Aet ran after her into the street.
"What's the rush? Look here, wait a little, I'm making some more coffee. Riina's still here ... And Kiur's waiting. It was a game."
Inger made her way down to the shore, crossing a meadow wooded with sparse alders. Under her feet second-growth grass was rustling, caraway scenting the air. Now, late in the evening, neither man nor beast was in view here, the entire beach was her domain alone. Only a long way off, from the town came the barking of a dog.
Whenever I come down to the beach, somewhere in the night a dog is barking, far away, deep and toneless.
Soft and warm harvest-time stars were aglitter over the sea. Inger went down to the edge of the water, left her sandals on the grass and, stepping from boulder to boulder, walked a long way into the sea.
She looked back from the last boulder. A flame-yellow full moon rode the sky over the park, its light, however, not reaching the sea. Only if you went on, farther into the sea, would the perspective change and the moon throw its beams in a glittering path on the water. And then you could swim along that silvery swath back to the shore.
It was emblazoned in Inger's memory how once in summer, at sundown, swimming she began to follow the sun, but when she turned back towards the shore, it was suddenly very dark, the water black and ominous and she was filled with fear lest someone, maybe the water itself, should want to tug her irresistibly to the bottom, although as a swimmer she wasn't half bad.
She lowered herself on the boulder, her back to the land, and dangled her legs knee-deep in the water, looking out to sea.
Ahead, on her right, the two halves of a vessel sunk in the war loomed black, clear-cut and sombre, not unlike two separate rocks in the sea. Still farther, beyond the wreck, a light was glinting on the horizon–there a ship was passing.

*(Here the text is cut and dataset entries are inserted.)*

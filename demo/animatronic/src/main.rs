mod config;
use config::DemoConfig;

use std::io::{self, BufRead, Write};
use std::sync::Arc;

use bassline_audio::{EnergyOnsets, HttpTts, Speaker, SpeakerConfig};
use bassline_core::gesture::ExerciseParams;
use bassline_core::{LogDriver, Motor, MotorBus, Scheduler};
use tracing::{error, info};

#[tokio::main]
async fn main() -> Result<(), Box<dyn std::error::Error>> {
    // Logging / tracing
    let filter = std::env::var("RUST_LOG")
        .unwrap_or_else(|_| "info,bassline_core=info,animatronic=info".to_string());
    tracing_subscriber::fmt()
        .with_env_filter(filter)
        .with_target(true)
        .init();

    info!(
        target = "animatronic",
        "Starting animatronic demo: stdin -> TTS -> onsets -> motor gestures"
    );

    let cfg = DemoConfig::load();

    // Motor core: driver -> bus -> scheduler loop. LogDriver stands in for
    // the controller board on machines without the hardware.
    let bus = MotorBus::new(Box::new(LogDriver));
    let sched = Arc::new(Scheduler::with_config(bus, cfg.sched.clone())?);

    if cfg.exercise_on_start {
        for motor in Motor::ALL {
            let end = sched.exercise(motor, &ExerciseParams::default());
            sched.wait_until(end);
        }
    }

    #[cfg(feature = "playback")]
    let sink: Arc<dyn bassline_audio::AudioSink> = Arc::new(bassline_audio::CpalSink);
    #[cfg(not(feature = "playback"))]
    let sink: Arc<dyn bassline_audio::AudioSink> = Arc::new(bassline_audio::TimedSink);

    let speaker = Speaker::new(
        Arc::clone(&sched),
        Arc::new(HttpTts::new(cfg.tts.clone())),
        Arc::new(EnergyOnsets::default()),
        sink,
        SpeakerConfig::default(),
    );

    info!(
        target = "animatronic",
        voice = %cfg.default_voice,
        "ready; type text to speak, '[voice] text' to pick a voice, 'quit' to exit"
    );

    let stdin = io::stdin();
    loop {
        print!("> ");
        io::stdout().flush()?;

        let mut line = String::new();
        if stdin.lock().read_line(&mut line)? == 0 {
            break; // EOF
        }
        let msg = line.trim();
        if msg.is_empty() {
            continue;
        }
        if matches!(msg.to_lowercase().as_str(), "quit" | "exit") {
            break;
        }

        let (query, text) = split_voice_prefix(msg);
        let query = query.unwrap_or(&cfg.default_voice);
        if let Err(e) = speaker.speak(text, query).await {
            error!(target = "animatronic", error = %e, "utterance failed");
        }
    }

    info!(target = "animatronic", "shutting down");
    sched.stop();
    Ok(())
}

/// Splits a leading `[voice]` tag off a message, e.g. `"[en, male] hi"`.
fn split_voice_prefix(msg: &str) -> (Option<&str>, &str) {
    if let Some(rest) = msg.strip_prefix('[') {
        if let Some(end) = rest.find(']') {
            return (Some(rest[..end].trim()), rest[end + 1..].trim());
        }
    }
    (None, msg)
}

#[cfg(test)]
mod tests {
    use super::split_voice_prefix;

    #[test]
    fn splits_voice_tag() {
        assert_eq!(
            split_voice_prefix("[en, male] hello"),
            (Some("en, male"), "hello")
        );
        assert_eq!(split_voice_prefix("no tag here"), (None, "no tag here"));
        assert_eq!(split_voice_prefix("[brian]"), (Some("brian"), ""));
    }
}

Beach was the place to find peace and fortitude at, here Inger was as free as the wind, away from it all, face to face with the primordial sky and water, their grey eternity. Here everything seemed timeless and spaceless, natural and unrestricted, exuding loneliness and a tremendous melancholy. But for all that it didn't depress Inger, it sooner cleansed and cured her.
The quiet was heavy and mellow, prayer-minded.
Across the bay and the dim shoreline a lighthouse began blinking. The lighthouse itself was a long way off, on the northernmost tip of the island, but its light was thrown here and reminded Inger of Jaak, a real seaman who had spoken about beacons, too, although Inger failed to remember what it had been.
Actually they knew very little about each other, almost nothing having met only once when the girls had again been at Inger's reading Under. Outside the May night had been light and the bird-cherry tree beneath her window had been in bloom, inside a green-shaded lamp had illuminated her room. It was then that two seamen had come up to them like moths upon a light. The taller one, with flaxen sun-bleached hair, had apologized, had taken a seat opposite to Inger, had ogled at her with his blue, somewhat cruel eyes and had amazed the whole company by saying, "That's the end. The sailor's hooked." The other man had come up with stories about storms and fishing. but Jaak had told him to shut up and had said he hadn't read a line of poetry in all his life, had never been a one for them, but now wanted to listen, wouldn't they kindly read some more. What could have taken place in that clumsy machinist? "Sailor wants to listen to poetry," he had repeated doggedly when Inger had hung back, in two minds whether to take the stranger's request as it read or not. It was absolutely unconventional, outright unthinkable in respectable society that unknown men came, nay, forced their way into a quiet on-their-own evening. Nevertheless, there had been something exceptional, robust and rough about Jaak that for a landlubber like herself had personified craving after sea. His hands, however, had been horny and calloused, his nails broken with work at sea, and with all his heart he had bemoaned the lack of his tape recorder, robbing him of the chance to take Inger's voice with him. "Why do you want to take my voice along to the sea?" Inger had asked, warm colour reddening her cheeks. "A voice is like a person. When the voice is aboard, sailor will feel that the owner of the voice is aboard, too." And the loaded glance Jaak had given her was quickening her heart beats even now, a long time after the event.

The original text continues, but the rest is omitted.